Sayidatina Khadijah r.a. Wafat
Embargo ekonomi dan sosial yang dilancarkan kaum musyrikin Quraisy terhadap orang-orang Bani Hasyim dan Bani Abdul-Muththalib, khususnya terhadap Muhammad Rasulullah Shalallahu alaihi wa aalihi wa shahbihi wa sallam., akhirnya gagal, tidak mencapai tujuannya. Sejarah mencatat bahwa iman yang teguh dan perjuangan gagah berani sanggup mengalahkan maksud jahat yang hendak mengubur kebenaran Allah dan Rasul-Nya. Rasulullah Shalallahu alaihi wa aalihi wa shahbihi wa sallam bersama istri beliau, Khadijah r.a., kembali pulang ke rumah dekat Ka’bah. Semangat dan tekad Khadijah r.a. tetap segar memperkuat dakwah risalah, tetapi kondisi fisiknya tidak memungkinkannya menang-gung penderitaan berat, akibat kesengsaraan hidupnya selama tiga tahun di dalam syi’ib. Badannya sangat lemah dan kesehatannya terus merosot, karena dalam hal makan-minum sehari-hari ia lebih mengutamakan suaminya, Rasulullah Shalallahu alaihi wa aalihi wa shahbihi wa sallam, daripada dirinya sendiri. Ketika itu usianya telah mencapai 65 tahun.

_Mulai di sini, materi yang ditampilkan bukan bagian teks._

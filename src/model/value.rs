//! Canonical value representation for values crossing chain stage boundaries.
//!
//! Every argument and return value that travels through a compiled
//! interception chain is carried as a [`ChainValue`]: a cheaply cloneable cell
//! that holds a boxed value of any type, an explicit null, or the
//! distinguished "no value" marker used for void returns. Declared parameter
//! and return types are identified by [`TypeKey`] tokens, which also serve as
//! the explicit generic type arguments supplied at a generic member's call
//! site.
//!
//! # Key Types
//!
//! - [`TypeKey`] - Identity token for a Rust type, usable as a generic type argument
//! - [`ChainValue`] - The boxed value cell passed between chain stages
//! - [`ValueKind`] - Discriminant of the three cell shapes
//!
//! # Examples
//!
//! ```rust
//! use proxyforge::model::{ChainValue, TypeKey};
//!
//! let value = ChainValue::boxed(42i32);
//! assert_eq!(value.unbox_ref::<i32>()?, &42);
//! assert_eq!(value.type_key(), Some(TypeKey::of::<i32>()));
//!
//! let void = ChainValue::void();
//! assert!(void.is_void());
//! # Ok::<(), proxyforge::Error>(())
//! ```

use std::any::{type_name, Any, TypeId};
use std::fmt;
use std::hash::{Hash, Hasher};
use std::sync::Arc;

use strum::{EnumCount, EnumIter};

use crate::{Error, Result};

/// Identity token for a Rust type.
///
/// Pairs the [`TypeId`] used for identity with the type's name for
/// diagnostics. Equality and hashing consider only the id; the name is
/// carried so marshalling errors can report the declared and found types.
#[derive(Clone, Copy)]
pub struct TypeKey {
    id: TypeId,
    name: &'static str,
}

impl TypeKey {
    /// Creates the key for type `T`
    #[must_use]
    pub fn of<T: Any>() -> Self {
        TypeKey {
            id: TypeId::of::<T>(),
            name: type_name::<T>(),
        }
    }

    /// Returns the underlying [`TypeId`]
    #[must_use]
    pub fn id(&self) -> TypeId {
        self.id
    }

    /// Returns the type name captured for diagnostics
    #[must_use]
    pub fn name(&self) -> &'static str {
        self.name
    }
}

impl PartialEq for TypeKey {
    fn eq(&self, other: &Self) -> bool {
        self.id == other.id
    }
}

impl Eq for TypeKey {}

impl Hash for TypeKey {
    fn hash<H: Hasher>(&self, state: &mut H) {
        self.id.hash(state);
    }
}

impl fmt::Debug for TypeKey {
    fn fmt(&self, f: &mut fmt::Formatter<'_>) -> fmt::Result {
        write!(f, "TypeKey({})", self.name)
    }
}

impl fmt::Display for TypeKey {
    fn fmt(&self, f: &mut fmt::Formatter<'_>) -> fmt::Result {
        f.write_str(self.name)
    }
}

/// Discriminant of the three shapes a [`ChainValue`] can take.
#[derive(Debug, Clone, Copy, PartialEq, Eq, EnumIter, EnumCount)]
pub enum ValueKind {
    /// The "no value" marker used for void returns
    Void,
    /// An explicit null
    Null,
    /// A boxed value of some concrete type
    Boxed,
}

/// The canonical cross-stage value cell.
///
/// Values are shared, not moved: the boxed payload sits behind an [`Arc`] so
/// an interceptor can forward the same argument vector to its continuation
/// more than once (retry decoration) without re-marshalling. A `void`
/// returning member has no boxed result and is represented by
/// [`ChainValue::Void`].
#[derive(Clone)]
pub enum ChainValue {
    /// The distinguished "no value" marker for void returns
    Void,
    /// An explicit null value
    Null,
    /// A boxed value together with the key of the type it was boxed from
    Boxed {
        /// Key of the type the value was boxed from
        key: TypeKey,
        /// The shared boxed payload
        value: Arc<dyn Any + Send + Sync>,
    },
}

impl ChainValue {
    /// Boxes a value of type `T` into a cell
    #[must_use]
    pub fn boxed<T: Any + Send + Sync>(value: T) -> Self {
        ChainValue::Boxed {
            key: TypeKey::of::<T>(),
            value: Arc::new(value),
        }
    }

    /// Returns the explicit null cell
    #[must_use]
    pub fn null() -> Self {
        ChainValue::Null
    }

    /// Returns the "no value" marker
    #[must_use]
    pub fn void() -> Self {
        ChainValue::Void
    }

    /// Returns the discriminant of this cell
    #[must_use]
    pub fn kind(&self) -> ValueKind {
        match self {
            ChainValue::Void => ValueKind::Void,
            ChainValue::Null => ValueKind::Null,
            ChainValue::Boxed { .. } => ValueKind::Boxed,
        }
    }

    /// True if this cell is the "no value" marker
    #[must_use]
    pub fn is_void(&self) -> bool {
        matches!(self, ChainValue::Void)
    }

    /// True if this cell is an explicit null
    #[must_use]
    pub fn is_null(&self) -> bool {
        matches!(self, ChainValue::Null)
    }

    /// Returns the key of the boxed type, if the cell holds a boxed value
    #[must_use]
    pub fn type_key(&self) -> Option<TypeKey> {
        match self {
            ChainValue::Boxed { key, .. } => Some(*key),
            _ => None,
        }
    }

    /// Name of the contained shape, used when reporting marshalling failures
    #[must_use]
    pub fn describe(&self) -> &'static str {
        match self {
            ChainValue::Void => "void",
            ChainValue::Null => "null",
            ChainValue::Boxed { key, .. } => key.name(),
        }
    }

    /// Unboxes a reference to the contained value as type `T`.
    ///
    /// # Errors
    /// Returns [`Error::InvalidCastInChain`] if the cell is void, null, or
    /// holds a value of a different type.
    pub fn unbox_ref<T: Any>(&self) -> Result<&T> {
        match self {
            ChainValue::Boxed { value, .. } => {
                value
                    .downcast_ref::<T>()
                    .ok_or_else(|| Error::InvalidCastInChain {
                        expected: type_name::<T>().to_string(),
                        found: self.describe().to_string(),
                    })
            }
            _ => Err(Error::InvalidCastInChain {
                expected: type_name::<T>().to_string(),
                found: self.describe().to_string(),
            }),
        }
    }

    /// Unboxes a clone of the contained value as type `T`.
    ///
    /// # Errors
    /// Returns [`Error::InvalidCastInChain`] if the cell is void, null, or
    /// holds a value of a different type.
    pub fn unbox<T: Any + Clone>(&self) -> Result<T> {
        self.unbox_ref::<T>().cloned()
    }
}

impl fmt::Debug for ChainValue {
    fn fmt(&self, f: &mut fmt::Formatter<'_>) -> fmt::Result {
        match self {
            ChainValue::Void => f.write_str("ChainValue::Void"),
            ChainValue::Null => f.write_str("ChainValue::Null"),
            ChainValue::Boxed { key, .. } => write!(f, "ChainValue::Boxed({})", key.name()),
        }
    }
}

#[cfg(test)]
mod tests {
    use super::*;
    use strum::IntoEnumIterator;

    #[test]
    fn test_boxed_roundtrip() {
        let value = ChainValue::boxed(5i32);
        assert_eq!(value.unbox_ref::<i32>().unwrap(), &5);
        assert_eq!(value.unbox::<i32>().unwrap(), 5);
        assert_eq!(value.type_key(), Some(TypeKey::of::<i32>()));
    }

    #[test]
    fn test_boxed_reference_type() {
        let value = ChainValue::boxed(String::from("hello"));
        assert_eq!(value.unbox_ref::<String>().unwrap(), "hello");
    }

    #[test]
    fn test_unbox_wrong_type() {
        let value = ChainValue::boxed(5i32);
        let err = value.unbox_ref::<String>().unwrap_err();
        assert!(matches!(err, Error::InvalidCastInChain { .. }));
    }

    #[test]
    fn test_unbox_null_and_void() {
        assert!(ChainValue::null().unbox_ref::<i32>().is_err());
        assert!(ChainValue::void().unbox_ref::<i32>().is_err());
        assert_eq!(ChainValue::null().describe(), "null");
        assert_eq!(ChainValue::void().describe(), "void");
    }

    #[test]
    fn test_clone_shares_payload() {
        let value = ChainValue::boxed(vec![1u8, 2, 3]);
        let cloned = value.clone();
        assert_eq!(
            value.unbox_ref::<Vec<u8>>().unwrap().as_ptr(),
            cloned.unbox_ref::<Vec<u8>>().unwrap().as_ptr()
        );
    }

    #[test]
    fn test_type_key_identity() {
        assert_eq!(TypeKey::of::<i32>(), TypeKey::of::<i32>());
        assert_ne!(TypeKey::of::<i32>(), TypeKey::of::<i64>());
        assert!(TypeKey::of::<String>().name().contains("String"));
    }

    #[test]
    fn test_value_kinds_are_exhaustive() {
        for kind in ValueKind::iter() {
            let value = match kind {
                ValueKind::Void => ChainValue::void(),
                ValueKind::Null => ChainValue::null(),
                ValueKind::Boxed => ChainValue::boxed(0u8),
            };
            assert_eq!(value.kind(), kind);
        }
        assert_eq!(ValueKind::COUNT, 3);
    }
}
//! Central prototype registry for the runtime object model.
//!
//! This module provides the [`PrototypeRegistry`], a thread-safe registry
//! holding every prototype known to the process. It is the model-side anchor
//! of the engine: prototypes are registered once by
//! [`PrototypeBuilder`](crate::model::PrototypeBuilder) and thereafter shared
//! immutably with every proxy builder derived from them.
//!
//! # Registry Architecture
//!
//! - **Token-based lookup**: Primary index keyed by [`Token`]
//! - **Name-based lookup**: Secondary index keyed by full name
//! - **Atomic token allocation**: Row indices for prototypes and members are
//!   handed out from atomic counters, so concurrent builders never collide
//!
//! # Thread Safety
//!
//! - Lock-free primary storage (`SkipMap`)
//! - Concurrent hash map for the name index (`DashMap`)
//! - Atomic operations for token generation
//!
//! # Examples
//!
//! ```rust
//! use proxyforge::model::{PrototypeBuilder, PrototypeRegistry};
//! use std::sync::Arc;
//!
//! let registry = Arc::new(PrototypeRegistry::new());
//! let prototype = PrototypeBuilder::new(registry.clone())
//!     .interface("MyApp", "ICalculator")
//!     .build()?;
//!
//! assert!(registry.get(&prototype.token).is_some());
//! assert!(registry.get_by_fullname("MyApp.ICalculator").is_some());
//! # Ok::<(), proxyforge::Error>(())
//! ```

use std::sync::atomic::{AtomicU32, Ordering};

use crossbeam_skiplist::SkipMap;
use dashmap::DashMap;

use crate::model::prototype::PrototypeRc;
use crate::model::token::Token;

/// Central registry of all prototypes in the process.
pub struct PrototypeRegistry {
    /// Primary storage, keyed by token
    prototypes: SkipMap<Token, PrototypeRc>,
    /// Secondary index, full name to token
    fullname_index: DashMap<String, Token>,
    /// Next row index for prototype tokens
    next_prototype_row: AtomicU32,
    /// Next row index for member tokens
    next_member_row: AtomicU32,
}

impl PrototypeRegistry {
    /// Creates an empty registry
    #[must_use]
    pub fn new() -> Self {
        PrototypeRegistry {
            prototypes: SkipMap::new(),
            fullname_index: DashMap::new(),
            next_prototype_row: AtomicU32::new(1),
            next_member_row: AtomicU32::new(1),
        }
    }

    /// Allocates the next prototype token
    pub(crate) fn next_prototype_token(&self) -> Token {
        Token::prototype(self.next_prototype_row.fetch_add(1, Ordering::Relaxed))
    }

    /// Allocates the next member token
    pub(crate) fn next_member_token(&self) -> Token {
        Token::member(self.next_member_row.fetch_add(1, Ordering::Relaxed))
    }

    /// Registers a prototype, making it available for lookup
    pub fn insert(&self, prototype: &PrototypeRc) {
        self.fullname_index
            .insert(prototype.fullname(), prototype.token);
        self.prototypes.insert(prototype.token, prototype.clone());
    }

    /// Looks up a prototype by token
    #[must_use]
    pub fn get(&self, token: &Token) -> Option<PrototypeRc> {
        self.prototypes
            .get(token)
            .map(|entry| entry.value().clone())
    }

    /// Looks up a prototype by full name (Namespace.Name)
    #[must_use]
    pub fn get_by_fullname(&self, fullname: &str) -> Option<PrototypeRc> {
        self.fullname_index
            .get(fullname)
            .and_then(|token| self.get(token.value()))
    }

    /// Number of registered prototypes
    #[must_use]
    pub fn len(&self) -> usize {
        self.prototypes.len()
    }

    /// True if no prototype has been registered
    #[must_use]
    pub fn is_empty(&self) -> bool {
        self.prototypes.is_empty()
    }

    /// Iterates over all registered prototypes
    pub fn iter(&self) -> crossbeam_skiplist::map::Iter<'_, Token, PrototypeRc> {
        self.prototypes.iter()
    }
}

impl Default for PrototypeRegistry {
    fn default() -> Self {
        Self::new()
    }
}

impl<'a> IntoIterator for &'a PrototypeRegistry {
    type Item = crossbeam_skiplist::map::Entry<'a, Token, PrototypeRc>;
    type IntoIter = crossbeam_skiplist::map::Iter<'a, Token, PrototypeRc>;

    fn into_iter(self) -> Self::IntoIter {
        self.iter()
    }
}

#[cfg(test)]
mod tests {
    use std::sync::Arc;

    use super::*;
    use crate::model::prototype::{Prototype, PrototypeFlags, PrototypeKind};

    fn register_sample(registry: &PrototypeRegistry, name: &str) -> PrototypeRc {
        let prototype = Arc::new(Prototype {
            token: registry.next_prototype_token(),
            namespace: "MyApp".to_string(),
            name: name.to_string(),
            kind: PrototypeKind::Interface,
            flags: PrototypeFlags::PUBLIC,
            members: Arc::new(boxcar::Vec::new()),
            constructors: Arc::new(boxcar::Vec::new()),
            generic_params: Arc::new(boxcar::Vec::new()),
            declared_interceptors: Arc::new(boxcar::Vec::new()),
        });
        registry.insert(&prototype);
        prototype
    }

    #[test]
    fn test_insert_and_lookup() {
        let registry = PrototypeRegistry::new();
        let prototype = register_sample(&registry, "ICalculator");

        let by_token = registry.get(&prototype.token).unwrap();
        assert_eq!(by_token.name, "ICalculator");

        let by_name = registry.get_by_fullname("MyApp.ICalculator").unwrap();
        assert_eq!(by_name.token, prototype.token);

        assert!(registry.get_by_fullname("MyApp.Missing").is_none());
    }

    #[test]
    fn test_token_allocation_is_unique() {
        let registry = PrototypeRegistry::new();
        let first = register_sample(&registry, "A");
        let second = register_sample(&registry, "B");

        assert_ne!(first.token, second.token);
        assert_eq!(registry.len(), 2);
    }

    #[test]
    fn test_member_tokens_distinct_from_prototype_tokens() {
        let registry = PrototypeRegistry::new();
        let prototype_token = registry.next_prototype_token();
        let member_token = registry.next_member_token();

        assert_ne!(prototype_token.table(), member_token.table());
    }

    #[test]
    fn test_iteration() {
        let registry = PrototypeRegistry::new();
        register_sample(&registry, "A");
        register_sample(&registry, "B");

        let names: Vec<String> = registry
            .iter()
            .map(|entry| entry.value().name.clone())
            .collect();
        assert_eq!(names.len(), 2);
    }
}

Enam bulan sejak embargo berantakan tanpa hasil, Abu Thalib paman Nabi yang mengasuh, melindungi dan membela beliau sejak kanak-kanak hingga dewasa, meninggal dunia karena sakit. Khadijah r.a. tidak sempat menyaksikan wafatnya Abu Thalib, karena ia tidak dapat me-ninggalkan tempat tidur, menderita sakit yang mungkin disebabkan oleh beratnya tekanan dan penderitaan selama kurang-lebih tiga tahun. Hingga saat ia pulang ke haribaan Allah, Rasulullah Shalallahu alaihi wa aalihi wa shahbihi wa sallam sendiri sebagai suami selalu menjaga, menghibur, dan membesarkan hatinya pada saat-saat menjelang ajalnya. Betapa berat musibah yang menimpa beliau, hidup berpisah dengan Khadijah r.a. di dunia yang fana ini. Tidak ada lagi seorang istri yang mencintai beliau sejak pertemuan pertama, mem¬percayai sepenuh hati kebenaran beliau sebagai Nabi dan Rasul sejak malam lailatul-qadr dan yang berjuang bersama beliau hingga saat-saat terakhir hidupnya. Bagi beliau Shalallahu alaihi wa aalihi wa shahbihi wa sallam Khadijah r.a. adalah seorang teman hidup yang menenteramkan, penghibur di waktu resah dan penenang di saat gelisah … sejak hari pernikahannya hingga detik keberangkatannya menghadap Allah SWT dengan tenang dan ridha serta diridai oleh-Nya….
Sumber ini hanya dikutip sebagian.